- **Work item**
Read through the listing below, and copy every line where the string "Option" appears.

- **Data for this exercise**

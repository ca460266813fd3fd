use crate::core::descriptors::assembler::NameSelection;
use serde::{Deserialize, Serialize};
use std::fmt;
use std::str::FromStr;
use thiserror::Error;

pub const DEFAULT_TEST_FRACTION: f64 = 0.2;

#[derive(Debug, Error, PartialEq, Eq, Clone)]
pub enum ConfigError {
    #[error("Missing required parameter: {0}")]
    MissingParameter(&'static str),
    #[error("Unknown feature set '{0}' (expected one of: mz, mqn, md3d, combined, custom)")]
    UnknownFeatureSet(String),
}

/// Which descriptor columns make up the feature matrix.
#[derive(Debug, Clone, Copy, PartialEq, Eq, Hash, Serialize, Deserialize)]
#[serde(rename_all = "lowercase")]
pub enum FeatureSet {
    /// Single m/z column baseline.
    Mz,
    /// All 42 MQNs.
    Mqn,
    /// All 8 3D descriptors.
    Md3d,
    /// MQNs followed by 3D descriptors.
    Combined,
    /// Caller-chosen subsets of both families.
    Custom,
}

impl FeatureSet {
    pub const ALL: [FeatureSet; 5] = [
        FeatureSet::Mz,
        FeatureSet::Mqn,
        FeatureSet::Md3d,
        FeatureSet::Combined,
        FeatureSet::Custom,
    ];

    pub fn as_str(self) -> &'static str {
        match self {
            FeatureSet::Mz => "mz",
            FeatureSet::Mqn => "mqn",
            FeatureSet::Md3d => "md3d",
            FeatureSet::Combined => "combined",
            FeatureSet::Custom => "custom",
        }
    }

    pub fn needs_mqn(self) -> bool {
        matches!(
            self,
            FeatureSet::Mqn | FeatureSet::Combined | FeatureSet::Custom
        )
    }

    pub fn needs_md3d(self) -> bool {
        matches!(
            self,
            FeatureSet::Md3d | FeatureSet::Combined | FeatureSet::Custom
        )
    }
}

impl fmt::Display for FeatureSet {
    fn fmt(&self, f: &mut fmt::Formatter<'_>) -> fmt::Result {
        f.write_str(self.as_str())
    }
}

impl FromStr for FeatureSet {
    type Err = ConfigError;

    fn from_str(s: &str) -> Result<Self, Self::Err> {
        let lowered = s.trim().to_ascii_lowercase();
        FeatureSet::ALL
            .into_iter()
            .find(|set| set.as_str() == lowered)
            .ok_or_else(|| ConfigError::UnknownFeatureSet(s.to_string()))
    }
}

#[derive(Debug, Clone, PartialEq)]
pub struct DatasetConfig {
    pub feature_set: FeatureSet,
    pub custom_2d: Option<NameSelection>,
    pub custom_3d: Option<NameSelection>,
    pub test_fraction: f64,
    pub seed: u64,
}

#[derive(Default)]
pub struct DatasetConfigBuilder {
    feature_set: Option<FeatureSet>,
    custom_2d: Option<NameSelection>,
    custom_3d: Option<NameSelection>,
    test_fraction: Option<f64>,
    seed: Option<u64>,
}

impl DatasetConfigBuilder {
    pub fn new() -> Self {
        Self::default()
    }

    pub fn feature_set(mut self, feature_set: FeatureSet) -> Self {
        self.feature_set = Some(feature_set);
        self
    }
    pub fn custom_2d(mut self, selection: NameSelection) -> Self {
        self.custom_2d = Some(selection);
        self
    }
    pub fn custom_3d(mut self, selection: NameSelection) -> Self {
        self.custom_3d = Some(selection);
        self
    }
    pub fn test_fraction(mut self, fraction: f64) -> Self {
        self.test_fraction = Some(fraction);
        self
    }
    pub fn seed(mut self, seed: u64) -> Self {
        self.seed = Some(seed);
        self
    }

    pub fn build(self) -> Result<DatasetConfig, ConfigError> {
        Ok(DatasetConfig {
            feature_set: self
                .feature_set
                .ok_or(ConfigError::MissingParameter("feature_set"))?,
            custom_2d: self.custom_2d,
            custom_3d: self.custom_3d,
            test_fraction: self.test_fraction.unwrap_or(DEFAULT_TEST_FRACTION),
            seed: self.seed.ok_or(ConfigError::MissingParameter("seed"))?,
        })
    }
}

#[cfg(test)]
mod tests {
    use super::*;

    #[test]
    fn feature_set_parses_mode_strings() {
        assert_eq!("mqn".parse::<FeatureSet>().unwrap(), FeatureSet::Mqn);
        assert_eq!("MD3D".parse::<FeatureSet>().unwrap(), FeatureSet::Md3d);
        assert_eq!(" combined ".parse::<FeatureSet>().unwrap(), FeatureSet::Combined);
        assert_eq!(
            "bogus".parse::<FeatureSet>(),
            Err(ConfigError::UnknownFeatureSet("bogus".to_string()))
        );
        for set in FeatureSet::ALL {
            assert_eq!(set.to_string().parse::<FeatureSet>().unwrap(), set);
        }
    }

    #[test]
    fn feature_set_family_requirements() {
        assert!(!FeatureSet::Mz.needs_mqn() && !FeatureSet::Mz.needs_md3d());
        assert!(FeatureSet::Mqn.needs_mqn() && !FeatureSet::Mqn.needs_md3d());
        assert!(!FeatureSet::Md3d.needs_mqn() && FeatureSet::Md3d.needs_md3d());
        assert!(FeatureSet::Custom.needs_mqn() && FeatureSet::Custom.needs_md3d());
    }

    #[test]
    fn builder_defaults_test_fraction() {
        let config = DatasetConfigBuilder::new()
            .feature_set(FeatureSet::Combined)
            .seed(1234)
            .build()
            .unwrap();
        assert_eq!(config.test_fraction, DEFAULT_TEST_FRACTION);
        assert!(config.custom_2d.is_none());
    }

    #[test]
    fn builder_reports_missing_parameters() {
        let missing_set = DatasetConfigBuilder::new().seed(1).build();
        assert_eq!(missing_set, Err(ConfigError::MissingParameter("feature_set")));

        let missing_seed = DatasetConfigBuilder::new()
            .feature_set(FeatureSet::Mqn)
            .build();
        assert_eq!(missing_seed, Err(ConfigError::MissingParameter("seed")));
    }

    #[test]
    fn builder_keeps_custom_selections() {
        let config = DatasetConfigBuilder::new()
            .feature_set(FeatureSet::Custom)
            .custom_2d(NameSelection::names(["hac", "c"]))
            .custom_3d(NameSelection::All)
            .test_fraction(0.25)
            .seed(7)
            .build()
            .unwrap();
        assert_eq!(config.custom_2d, Some(NameSelection::names(["hac", "c"])));
        assert_eq!(config.custom_3d, Some(NameSelection::All));
        assert_eq!(config.test_fraction, 0.25);
    }
}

- **Solution to this problem**
    pub custom_2d: Option<NameSelection>,
    pub custom_3d: Option<NameSelection>,
    feature_set: Option<FeatureSet>,
    custom_2d: Option<NameSelection>,
    custom_3d: Option<NameSelection>,
    test_fraction: Option<f64>,
    seed: Option<u64>,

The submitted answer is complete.